At the core of Structuring is a focus on managing risk, maximizing cash flow and establishing a platform to allow a business to be competitive and flourish. Changing structures can be both expensive and distracting so great care is required when first deciding how to create (or re-create) your business.

This discussion focuses specifically on ownership structures as it is the first decision that is required once a price has been agreed. In addition, regulatory change over recent years across many states has enhanced the ownership options open to Pharmacists by allowing the business to be held by a company. Most jurisdictions confine shareholdings in these companies however to just pharmacists and/or their spouses.

Many existing owners have restructured their businesses over recent years to improve debt structuring, eliminate service entities, reduce risk exposure and increase both cash flow and competitiveness.

This one step alone often delivers significantly improved medium term cash flow due to tax savings and has afforded many new buyers increased capacity to cope with pharmacy purchase prices.

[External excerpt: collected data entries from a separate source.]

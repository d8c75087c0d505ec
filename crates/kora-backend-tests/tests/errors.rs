use std::sync::Arc;

use kora::backend::{BackendId, BackendSet, CustomKernelArgs, CustomKernelBuilder};
use kora::compiler::{
    create_executor, CompilerOptions, DefFactor, LoweredGraph, OperandLowerInfo,
};
use kora::error::{CompileError, ExecError, ExecResult};
use kora::exec::{ExecutorMap, Function};
use kora::ir::{
    CustomSpec, DType, Graph, Layout, OpKind, OperandInfo, Operation, OperationIndex, PermuteType,
    Shape,
};
use kora_backend_ref_cpu::CpuBackend;
use kora_backend_tests::graphs;
use kora_backend_tests::f32_bytes;

fn cpu_set() -> (BackendSet, BackendId) {
    let mut backends = BackendSet::new();
    backends.register(Arc::new(CpuBackend::new()));
    (backends, BackendId::new("cpu"))
}

#[test]
fn executor_kind_parses_only_known_names() {
    use kora::compiler::ExecutorKind;
    assert_eq!(
        "Parallel".parse::<ExecutorKind>().unwrap(),
        ExecutorKind::Parallel
    );
    assert_eq!(
        "Linear".parse::<ExecutorKind>().unwrap(),
        ExecutorKind::Linear
    );
    assert!(matches!(
        "Eager".parse::<ExecutorKind>(),
        Err(CompileError::Config(_))
    ));
}

#[test]
fn unregistered_backend_fails_construction() {
    let (backends, _) = cpu_set();
    let executor_map = Arc::new(ExecutorMap::new());
    let lowered = graphs::single_add_graph(&BackendId::new("npu"));

    let result = create_executor(lowered, &CompilerOptions::default(), &executor_map, &backends);
    assert!(matches!(result, Err(CompileError::Config(_))));
}

#[test]
fn ambiguous_operand_lowering_fails_construction() {
    let (backends, cpu) = cpu_set();
    let executor_map = Arc::new(ExecutorMap::new());
    let mut lowered = graphs::single_add_graph(&cpu);

    // Give the graph input a second def factor: the lowering is no longer
    // settled and the partitioner must refuse it.
    let input = lowered.graph().inputs()[0];
    let mut info = OperandLowerInfo::new(DefFactor::new(cpu.clone(), Layout::Nhwc));
    info.add_def_factor(DefFactor::new(cpu, Layout::Nchw));
    lowered.set_operand_lower_info(input, info);

    let result = create_executor(lowered, &CompilerOptions::default(), &executor_map, &backends);
    assert!(matches!(result, Err(CompileError::Config(_))));
}

#[test]
fn cpu_backend_rejects_permute_operations() {
    let (backends, cpu) = cpu_set();
    let executor_map = Arc::new(ExecutorMap::new());

    let mut graph = Graph::new(Layout::Nhwc);
    let a = graph.add_operand(OperandInfo::new(DType::F32, Shape::new(vec![1, 2, 2, 1])));
    let b = graph.add_operand(OperandInfo::new(DType::F32, Shape::new(vec![1, 1, 2, 2])));
    graph
        .push_operation(Operation::new(
            OpKind::Permute(PermuteType::NhwcToNchw),
            [a],
            [b],
        ))
        .unwrap();
    graph.add_input(a);
    graph.add_output(b);
    let mut lowered = LoweredGraph::new(graph);
    lowered.lower_all_to(&cpu, Layout::Nhwc);

    let result = create_executor(lowered, &CompilerOptions::default(), &executor_map, &backends);
    assert!(matches!(
        result,
        Err(CompileError::UnsupportedOp { op: "permute", .. })
    ));
}

struct FailingKernel;

impl Function for FailingKernel {
    fn run(&mut self) -> ExecResult<()> {
        Err(ExecError::state("injected kernel failure"))
    }
}

struct FailingKernelBuilder;

impl CustomKernelBuilder for FailingKernelBuilder {
    fn build_kernel(
        &self,
        _id: &str,
        _args: CustomKernelArgs,
    ) -> kora::CompileResult<Box<dyn Function>> {
        Ok(Box::new(FailingKernel))
    }
}

fn custom_op_graph(cpu: &BackendId, with_builder: bool) -> LoweredGraph {
    let mut graph = Graph::new(Layout::Nhwc);
    let a = graph.add_operand(OperandInfo::new(DType::F32, Shape::new(vec![4])));
    let b = graph.add_operand(OperandInfo::new(DType::F32, Shape::new(vec![4])));
    graph
        .push_operation(Operation::new(
            OpKind::Custom(CustomSpec {
                id: "external-op".to_string(),
            }),
            [a],
            [b],
        ))
        .unwrap();
    graph.add_input(a);
    graph.add_output(b);
    if with_builder {
        graph.set_kernel_builder(Arc::new(FailingKernelBuilder));
    }
    let mut lowered = LoweredGraph::new(graph);
    lowered.lower_all_to(cpu, Layout::Nhwc);
    lowered
}

#[test]
fn kernel_failure_surfaces_with_operation_and_backend() {
    let (backends, cpu) = cpu_set();
    let executor_map = Arc::new(ExecutorMap::new());

    let mut executor = create_executor(
        custom_op_graph(&cpu, true),
        &CompilerOptions::default(),
        &executor_map,
        &backends,
    )
    .unwrap();
    executor
        .set_input(0, &f32_bytes(&[1.0, 2.0, 3.0, 4.0]))
        .unwrap();

    match executor.run() {
        Err(ExecError::Kernel { op, backend, message }) => {
            assert_eq!(op, OperationIndex(0));
            assert_eq!(backend.as_str(), "cpu");
            assert!(message.contains("injected kernel failure"));
        }
        other => panic!("expected a kernel failure, got {other:?}"),
    }
}

#[test]
fn custom_op_without_a_builder_fails_kernel_generation() {
    let (backends, cpu) = cpu_set();
    let executor_map = Arc::new(ExecutorMap::new());

    let result = create_executor(
        custom_op_graph(&cpu, false),
        &CompilerOptions::default(),
        &executor_map,
        &backends,
    );
    assert!(matches!(result, Err(CompileError::KernelGen(_))));
}

#[test]
fn observers_see_the_failure_before_it_propagates() {
    let (backends, cpu) = cpu_set();
    let executor_map = Arc::new(ExecutorMap::new());

    let mut executor = create_executor(
        custom_op_graph(&cpu, true),
        &CompilerOptions::default(),
        &executor_map,
        &backends,
    )
    .unwrap();
    let observer = kora_backend_tests::RecordingObserver::new();
    executor.add_observer(Box::new(observer.clone()));
    executor
        .set_input(0, &f32_bytes(&[1.0, 2.0, 3.0, 4.0]))
        .unwrap();

    assert!(executor.run().is_err());
    // The job began but never completed.
    let events = observer.events();
    assert!(events
        .iter()
        .any(|event| event.phase == kora_backend_tests::Phase::Begin));
    assert!(!events
        .iter()
        .any(|event| event.phase == kora_backend_tests::Phase::End));
}
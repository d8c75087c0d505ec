use std::any::Any;
use std::sync::{Arc, Weak};

use crate::backend::builtin::kernel::{IfKernel, PermuteKernel, WhileKernel};
use crate::backend::builtin::CONFIG_ID;
use crate::backend::{BackendContext, BackendId, ContextData, TensorRegistries, TensorRegistry};
use crate::error::{CompileError, CompileResult};
use crate::exec::{ExecutorMap, FunctionSequence};
use crate::ir::{OpKind, OperandIndex, OperationIndex};
use crate::tensor::{HostTensor, Tensor};

/// Builtin backend context.
///
/// Kernel generation needs two runtime objects that only exist once every
/// backend context has been created: the union registry view and the shared
/// executor map. The factory injects both before any `gen_kernels` call;
/// the executor map is held as a non-owning view because the map in turn
/// owns executors that hold this context.
pub struct BuiltinContext {
    data: ContextData,
    registry: Arc<TensorRegistry>,
    tensor_regs: Option<TensorRegistries>,
    executor_map: Weak<ExecutorMap>,
}

impl BuiltinContext {
    pub fn new(data: ContextData) -> Self {
        Self {
            data,
            registry: Arc::new(TensorRegistry::new()),
            tensor_regs: None,
            executor_map: Weak::new(),
        }
    }

    pub fn set_tensor_registries(&mut self, tensor_regs: TensorRegistries) {
        self.tensor_regs = Some(tensor_regs);
    }

    pub fn set_executor_map(&mut self, executor_map: Weak<ExecutorMap>) {
        self.executor_map = executor_map;
    }

    fn resolve_tensor(&self, index: OperandIndex) -> CompileResult<Arc<dyn Tensor>> {
        if let Some(tensor) = self.registry.get(index) {
            return Ok(tensor);
        }
        self.tensor_regs
            .as_ref()
            .and_then(|regs| regs.get(index))
            .ok_or_else(|| {
                CompileError::tensor(format!(
                    "builtin kernel generator cannot resolve operand {index}"
                ))
            })
    }

    fn gen_kernel(&self, op_index: OperationIndex) -> CompileResult<FunctionSequence> {
        let operation = self
            .data
            .graph
            .operation(op_index)
            .ok_or_else(|| {
                CompileError::kernel_gen(format!("operation {op_index} missing from partial graph"))
            })?;
        let kernel: Box<dyn crate::exec::Function> = match operation.kind() {
            OpKind::Permute(permute_type) => {
                let input = self.resolve_tensor(operation.inputs()[0])?;
                let output = self.resolve_tensor(operation.outputs()[0])?;
                Box::new(PermuteKernel::new(input, output, *permute_type))
            }
            OpKind::If(spec) => {
                let cond = self.resolve_tensor(operation.inputs()[0])?;
                let inputs = operation.inputs()[1..]
                    .iter()
                    .map(|index| self.resolve_tensor(*index))
                    .collect::<CompileResult<Vec<_>>>()?;
                let outputs = operation
                    .outputs()
                    .iter()
                    .map(|index| self.resolve_tensor(*index))
                    .collect::<CompileResult<Vec<_>>>()?;
                Box::new(IfKernel::new(
                    *spec,
                    cond,
                    inputs,
                    outputs,
                    self.executor_map.clone(),
                ))
            }
            OpKind::While(spec) => {
                let inputs = operation
                    .inputs()
                    .iter()
                    .map(|index| self.resolve_tensor(*index))
                    .collect::<CompileResult<Vec<_>>>()?;
                let outputs = operation
                    .outputs()
                    .iter()
                    .map(|index| self.resolve_tensor(*index))
                    .collect::<CompileResult<Vec<_>>>()?;
                Box::new(WhileKernel::new(
                    *spec,
                    inputs,
                    outputs,
                    self.executor_map.clone(),
                ))
            }
            other => {
                return Err(CompileError::unsupported_op(
                    other.name(),
                    BackendId::new(CONFIG_ID),
                ))
            }
        };
        Ok(FunctionSequence::from_function(kernel))
    }
}

impl BackendContext for BuiltinContext {
    fn data(&self) -> &ContextData {
        &self.data
    }

    fn tensor_registry(&self) -> &Arc<TensorRegistry> {
        &self.registry
    }

    fn gen_tensors(&mut self) -> CompileResult<()> {
        for (index, operand) in self.data.graph.operands().iter() {
            if self.data.external_operands.contains(&index) {
                continue;
            }
            let layout = self
                .data
                .operand_layouts
                .get(&index)
                .copied()
                .unwrap_or_else(|| self.data.graph.layout());
            let tensor = HostTensor::new(operand.info().clone(), layout);
            if let Some(data) = operand.data() {
                tensor
                    .buffer()
                    .copy_from_slice(data)
                    .map_err(|err| CompileError::tensor(err.to_string()))?;
            }
            self.registry.set_native_tensor(index, Arc::new(tensor))?;
        }
        Ok(())
    }

    fn gen_kernels(&mut self) -> CompileResult<Vec<(OperationIndex, FunctionSequence)>> {
        let mut codes = Vec::with_capacity(self.data.op_order.len());
        for op_index in self.data.op_order.clone() {
            codes.push((op_index, self.gen_kernel(op_index)?));
        }
        Ok(codes)
    }

    fn as_any_mut(&mut self) -> &mut dyn Any {
        self
    }
}
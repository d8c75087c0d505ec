//! Slicing a lowered graph into one partial graph per backend.
//!
//! Every operand and operation keeps its whole-graph index inside the
//! partial graphs, so the per-backend registries, the generated code map and
//! the whole-graph schedule all speak the same indices.

use std::collections::BTreeMap;

use crate::backend::{BackendContexts, BackendId, BackendSet, ContextData};
use crate::compiler::LoweredGraph;
use crate::env;
use crate::error::{CompileError, CompileResult};
use crate::ir::Graph;

/// Builds a `BackendContext` for every backend in the set.
///
/// Each backend receives its partial graph, the operands it references but
/// does not produce, the chosen layouts, and the whole-graph topological
/// order restricted to its operations. Backends without any operation still
/// get a context: the builtin backend for one owns the graph-IO tensors
/// even when no control-flow operation landed on it.
pub fn create_backend_contexts(
    lowered_graph: &LoweredGraph,
    backends: &BackendSet,
    is_linear_executor: bool,
) -> CompileResult<BackendContexts> {
    let whole_graph = lowered_graph.graph();
    let mut data_map: BTreeMap<BackendId, ContextData> = backends
        .iter()
        .map(|(id, _)| {
            (
                id.clone(),
                ContextData {
                    graph: Graph::new(whole_graph.layout()),
                    external_operands: Default::default(),
                    operand_layouts: BTreeMap::new(),
                    op_order: Vec::new(),
                    is_linear_executor,
                    custom_kernel_builder: whole_graph.kernel_builder().cloned(),
                },
            )
        })
        .collect();

    // Separate operands into partial graphs by their chosen backend.
    for (operand_index, operand) in whole_graph.operands().iter() {
        let lower_info = match lowered_graph.operand_lower_info(operand_index) {
            Some(info) if !info.def_factors().is_empty() => info,
            // Unused operand.
            _ => continue,
        };
        let def_factor = lower_info.only_factor()?;
        let data = data_map.get_mut(&def_factor.backend).ok_or_else(|| {
            CompileError::config(format!(
                "operand {operand_index} is assigned to unregistered backend '{}'",
                def_factor.backend
            ))
        })?;
        data.operand_layouts.insert(operand_index, def_factor.layout);
        let mut copy = operand.clone();
        copy.clear_def_use();
        data.graph.add_operand_at(operand_index, copy)?;
    }

    // Separate operations, pulling in externally produced operands.
    for (op_index, operation) in whole_graph.operations().iter() {
        let backend = lowered_graph
            .operation_lower_info(op_index)
            .map(|info| info.backend.clone())
            .ok_or_else(|| {
                CompileError::config(format!("operation {op_index} has no backend assigned"))
            })?;
        let data = data_map.get_mut(&backend).ok_or_else(|| {
            CompileError::config(format!(
                "operation {op_index} is assigned to unregistered backend '{backend}'"
            ))
        })?;

        for operand_index in operation.io_operands() {
            if data.graph.operands().contains(operand_index) {
                continue;
            }
            let operand = whole_graph.operand(operand_index).ok_or_else(|| {
                CompileError::partition(format!(
                    "operation {op_index} references missing operand {operand_index}"
                ))
            })?;
            let layout = lowered_graph
                .operand_lower_info(operand_index)
                .ok_or_else(|| {
                    CompileError::config(format!("operand {operand_index} has no lower info"))
                })?
                .only_factor()?
                .layout;
            let mut copy = operand.clone();
            copy.clear_def_use();
            data.graph.add_operand_at(operand_index, copy)?;
            data.operand_layouts.insert(operand_index, layout);
            data.external_operands.insert(operand_index);
        }

        data.graph.add_operation_at(op_index, operation.clone())?;
    }

    // Finalize each slice: graph IO is always external, and the slice's own
    // IO lists are derived from what landed in it.
    let whole_op_order = whole_graph.topological_order();
    let mut contexts = BackendContexts::new();
    for (backend_id, mut data) in data_map {
        let operand_indices: Vec<_> = data.graph.operands().keys().collect();
        for index in operand_indices {
            let is_whole_input = whole_graph.inputs().contains(&index);
            let is_whole_output = whole_graph.outputs().contains(&index);
            if is_whole_input || is_whole_output {
                data.external_operands.insert(index);
            }
            let operand = data
                .graph
                .operand(index)
                .expect("operand listed but missing");
            let no_local_def = operand.def().is_none() && !operand.is_constant();
            let no_local_use = operand.uses().is_empty();
            if is_whole_input || no_local_def {
                data.graph.add_input(index);
            }
            if is_whole_output || no_local_use {
                data.graph.add_output(index);
            }
        }

        data.op_order = whole_op_order
            .iter()
            .copied()
            .filter(|index| data.graph.operations().contains(*index))
            .collect();

        if env::dump_graphs_enabled() {
            eprintln!("partial graph for backend '{backend_id}':\n{}", data.graph);
        }

        let backend = backends
            .get(&backend_id)
            .expect("backend listed but missing");
        contexts.insert(backend_id, backend.new_context(data)?);
    }
    Ok(contexts)
}
use crate::error::{ExecError, ExecResult};
use crate::exec::base::{run_job, ExecutorBase};
use crate::exec::observers::ExecutionObserver;
use crate::exec::{CodeMap, Executor};
use crate::ir::{Graph, OperationIndex};

/// Executes function sequences strictly in the precomputed order.
///
/// The order is a topological sort and migrant tensors are read-only aliases
/// of already-computed natives, so in-order execution respects every data
/// dependency. Two runs from the same inputs execute the same sequence.
pub struct LinearExecutor {
    base: ExecutorBase,
    code_map: CodeMap,
    order: Vec<OperationIndex>,
}

impl LinearExecutor {
    pub fn new(base: ExecutorBase, code_map: CodeMap, order: Vec<OperationIndex>) -> Self {
        Self {
            base,
            code_map,
            order,
        }
    }
}

impl Executor for LinearExecutor {
    fn graph(&self) -> &Graph {
        self.base.graph()
    }

    fn run(&mut self) -> ExecResult<()> {
        self.base.observers().subgraph_begin(self.base.tracing_ctx());
        for op_index in &self.order {
            let entry = self
                .code_map
                .get_mut(op_index)
                .ok_or_else(|| ExecError::state(format!("no code for operation {op_index}")))?;
            run_job(&self.base, entry)?;
        }
        self.base.observers().subgraph_end(self.base.tracing_ctx());
        Ok(())
    }

    fn add_observer(&mut self, observer: Box<dyn ExecutionObserver>) {
        self.base.add_observer(observer);
    }

    fn set_input(&mut self, io_index: usize, data: &[u8]) -> ExecResult<()> {
        self.base.set_input(io_index, data)
    }

    fn get_output(&self, io_index: usize) -> ExecResult<Vec<u8>> {
        self.base.get_output(io_index)
    }
}
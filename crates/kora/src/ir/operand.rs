use std::fmt;
use std::sync::Arc;

use smallvec::SmallVec;

use crate::ir::{DType, OperationIndex};
use crate::util::index_map::EntityIndex;

/// Stable identifier of an operand within a model graph.
///
/// The same index refers to the same operand across the whole graph and
/// every per-backend slice of it.
#[derive(Debug, Clone, Copy, PartialEq, Eq, PartialOrd, Ord, Hash)]
pub struct OperandIndex(pub u32);

impl fmt::Display for OperandIndex {
    fn fmt(&self, f: &mut fmt::Formatter<'_>) -> fmt::Result {
        write!(f, "%{}", self.0)
    }
}

impl EntityIndex for OperandIndex {
    fn from_raw(raw: u32) -> Self {
        OperandIndex(raw)
    }

    fn raw(self) -> u32 {
        self.0
    }
}

/// Logical tensor shape as an ordered list of static extents.
#[derive(Debug, Clone, PartialEq, Eq, Hash)]
pub struct Shape {
    dims: Vec<usize>,
}

impl Shape {
    pub fn new(dims: impl Into<Vec<usize>>) -> Self {
        Self { dims: dims.into() }
    }

    pub fn scalar() -> Self {
        Self { dims: Vec::new() }
    }

    pub fn rank(&self) -> usize {
        self.dims.len()
    }

    pub fn dims(&self) -> &[usize] {
        &self.dims
    }

    pub fn dim(&self, axis: usize) -> usize {
        self.dims[axis]
    }

    pub fn num_elements(&self) -> usize {
        self.dims.iter().product()
    }
}

impl fmt::Display for Shape {
    fn fmt(&self, f: &mut fmt::Formatter<'_>) -> fmt::Result {
        write!(f, "[")?;
        for (i, dim) in self.dims.iter().enumerate() {
            if i > 0 {
                write!(f, "x")?;
            }
            write!(f, "{dim}")?;
        }
        write!(f, "]")
    }
}

/// Type, shape and allocation attributes of an operand.
#[derive(Debug, Clone, PartialEq, Eq)]
pub struct OperandInfo {
    pub dtype: DType,
    pub shape: Shape,
    /// Variables keep their buffer across runs and are never deallocated.
    pub is_variable: bool,
    /// Dynamic operands get their buffer allocated at run time and released
    /// after their final use.
    pub is_dynamic: bool,
}

impl OperandInfo {
    pub fn new(dtype: DType, shape: Shape) -> Self {
        Self {
            dtype,
            shape,
            is_variable: false,
            is_dynamic: false,
        }
    }

    pub fn variable(mut self) -> Self {
        self.is_variable = true;
        self
    }

    pub fn dynamic(mut self) -> Self {
        self.is_dynamic = true;
        self
    }

    /// Total byte length of a densely packed tensor of this info.
    pub fn byte_len(&self) -> usize {
        self.shape.num_elements() * self.dtype.size_in_bytes()
    }
}

/// A typed, shaped tensor descriptor with def/use links into the graph.
#[derive(Clone)]
pub struct Operand {
    info: OperandInfo,
    data: Option<Arc<[u8]>>,
    def: Option<OperationIndex>,
    uses: SmallVec<[OperationIndex; 4]>,
}

impl Operand {
    pub fn new(info: OperandInfo) -> Self {
        Self {
            info,
            data: None,
            def: None,
            uses: SmallVec::new(),
        }
    }

    /// Attaches a constant payload; the byte length must match the info.
    pub fn with_data(mut self, data: Arc<[u8]>) -> Self {
        debug_assert_eq!(data.len(), self.info.byte_len());
        self.data = Some(data);
        self
    }

    pub fn info(&self) -> &OperandInfo {
        &self.info
    }

    pub fn data(&self) -> Option<&Arc<[u8]>> {
        self.data.as_ref()
    }

    pub fn is_constant(&self) -> bool {
        self.data.is_some()
    }

    pub fn def(&self) -> Option<OperationIndex> {
        self.def
    }

    pub fn uses(&self) -> &[OperationIndex] {
        &self.uses
    }

    pub(crate) fn set_def(&mut self, op: OperationIndex) {
        debug_assert!(self.def.is_none());
        self.def = Some(op);
    }

    pub(crate) fn insert_use(&mut self, op: OperationIndex) {
        if !self.uses.contains(&op) {
            self.uses.push(op);
        }
    }

    /// Drops def/use links, e.g. when copying into a partial graph where the
    /// links are rebuilt from the operations that land there.
    pub(crate) fn clear_def_use(&mut self) {
        self.def = None;
        self.uses.clear();
    }
}
use std::sync::Arc;
use std::time::Duration;

use kora::backend::{Backend, BackendConfig, BackendContext, ContextData};
use kora::error::CompileResult;
use kora_backend_ref_cpu::CpuBackend;

struct DelayConfig {
    id: String,
    delay: Duration,
}

impl BackendConfig for DelayConfig {
    fn id(&self) -> &str {
        &self.id
    }

    fn sync(&self) {
        std::thread::sleep(self.delay);
    }

    fn supports_dynamic_tensor(&self) -> bool {
        true
    }
}

/// CPU backend whose device barrier takes a fixed amount of time.
///
/// Profiling-mode tests use it to check that measured per-operation times
/// include the barrier: with a 5 ms delay, every recorded duration must be
/// at least 5 ms.
pub struct DelaySyncBackend {
    config: Arc<DelayConfig>,
    inner: CpuBackend,
}

impl DelaySyncBackend {
    pub fn new(id: impl Into<String>, delay: Duration) -> Self {
        let id = id.into();
        Self {
            config: Arc::new(DelayConfig {
                id: id.clone(),
                delay,
            }),
            inner: CpuBackend::named(id),
        }
    }
}

impl Backend for DelaySyncBackend {
    fn config(&self) -> Arc<dyn BackendConfig> {
        Arc::clone(&self.config) as Arc<dyn BackendConfig>
    }

    fn new_context(&self, data: ContextData) -> CompileResult<Box<dyn BackendContext>> {
        self.inner.new_context(data)
    }
}
use std::fmt;

/// Memory layout of a rank-4 feature-map tensor.
///
/// Rank-0..3 tensors are layout-agnostic; the layout is still recorded so
/// permutation kernels can decide whether a conversion is needed.
#[derive(Debug, Clone, Copy, PartialEq, Eq, Hash)]
pub enum Layout {
    Nhwc,
    Nchw,
}

impl fmt::Display for Layout {
    fn fmt(&self, f: &mut fmt::Formatter<'_>) -> fmt::Result {
        let name = match self {
            Layout::Nhwc => "NHWC",
            Layout::Nchw => "NCHW",
        };
        write!(f, "{name}")
    }
}
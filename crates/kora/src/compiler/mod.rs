pub mod executor_factory;
pub mod linear;
pub mod liveness;
pub mod lowered_graph;
pub mod options;
pub mod partition;

pub use executor_factory::create_executor;
pub use lowered_graph::{DefFactor, LoweredGraph, OperandLowerInfo, OperationLowerInfo};
pub use options::{CompilerOptions, ExecutorKind, TracingCtx};
use kora::ir::{DType, Layout, OperandInfo, Shape};
use kora::tensor::{Buffer, Tensor};

/// Native tensor of the reference CPU backend.
///
/// Plain host memory, so it is portable: other backends may alias it
/// read-only through migrant registration. Static tensors are allocated at
/// context build time; dynamic ones allocate on first write and are
/// released by the dealloc shim after their final use.
pub struct CpuTensor {
    info: OperandInfo,
    layout: Layout,
    buffer: Buffer,
}

impl CpuTensor {
    pub fn new(info: OperandInfo, layout: Layout) -> Self {
        let buffer = if info.is_dynamic {
            Buffer::unallocated()
        } else {
            Buffer::allocated(info.byte_len())
        };
        Self {
            info,
            layout,
            buffer,
        }
    }

    pub fn info(&self) -> &OperandInfo {
        &self.info
    }
}

impl Tensor for CpuTensor {
    fn dtype(&self) -> DType {
        self.info.dtype
    }

    fn shape(&self) -> &Shape {
        &self.info.shape
    }

    fn layout(&self) -> Layout {
        self.layout
    }

    fn is_dynamic(&self) -> bool {
        self.info.is_dynamic
    }

    fn is_portable(&self) -> bool {
        true
    }

    fn buffer(&self) -> &Buffer {
        &self.buffer
    }
}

Inevitably the question that should be asked by all owners is, should I own my business in a company?  The answer will not always be clear, but here are some of the features to consider when determining whether a company structure can benefit both you and your business.

Advantages

  1. Companies are taxed at a flat tax rate of 30%. This  compares to the maximum individual rate of 46.5% and hence allows for accelerated debt reduction and increased business investment;
  2. It usually eliminates the need for multiple structures (i.e. service trusts) which are often unwieldy and prohibit easy monthly reviews of financial performance;
  3. By selling into a company a restructure provides an opportunity for existing owners to “re-gear” their business and release cash for other purposes;
  4. Banks understand and like company structures;
  5. Small business capital gains tax concessions apply to companies and individuals
  6. Better structure than partnerships – shareholders do not have to be directors which  allow for better control of liability risk;
  7. Provides an opportunity for Pharmacist employee share plans;
  8. Greater ability for passive ownership by pharmacists – has effectively replaced limited partnerships model;
  9. Share transfers are simpler to deal with than partnership interest transfers – no changes in loan / guarantee documentation / lower stamp duty costs;
  10. Securities are simpler to deal with and can also be more easily confined to the company and the business to which they relate without affecting an individual’s other assets;

Disadvantages 

  1. For restructures there is a stamp duty cost on transfer of business into a company (this issue is irrelevant for initial buyers and minimal in Victoria and ACT due to exemption on goodwill/business transfers. NSW has provisions to exempt stamp duty on restructures to a company undertaken by owners that have held their business since pre the legislation change to allow company ownership in 2006);
  2. Capital Gains Tax – loss of some of the concessions that attach to owning a business individually on eventual sale;

What structure suits you?

Clearly there is no “one size that fits all” but importantly there are options… most States and Territories of Australia allow pharmacies to be owned by companies.

The available options allow for a Pharmacy business to be structured for maximum operational effectiveness and hence compete with minimum risk and maximum cash flow. The decision of which entity is preferred to own a pharmacy needs planning and understanding to ensure that you can then focus on what matters most – your customers!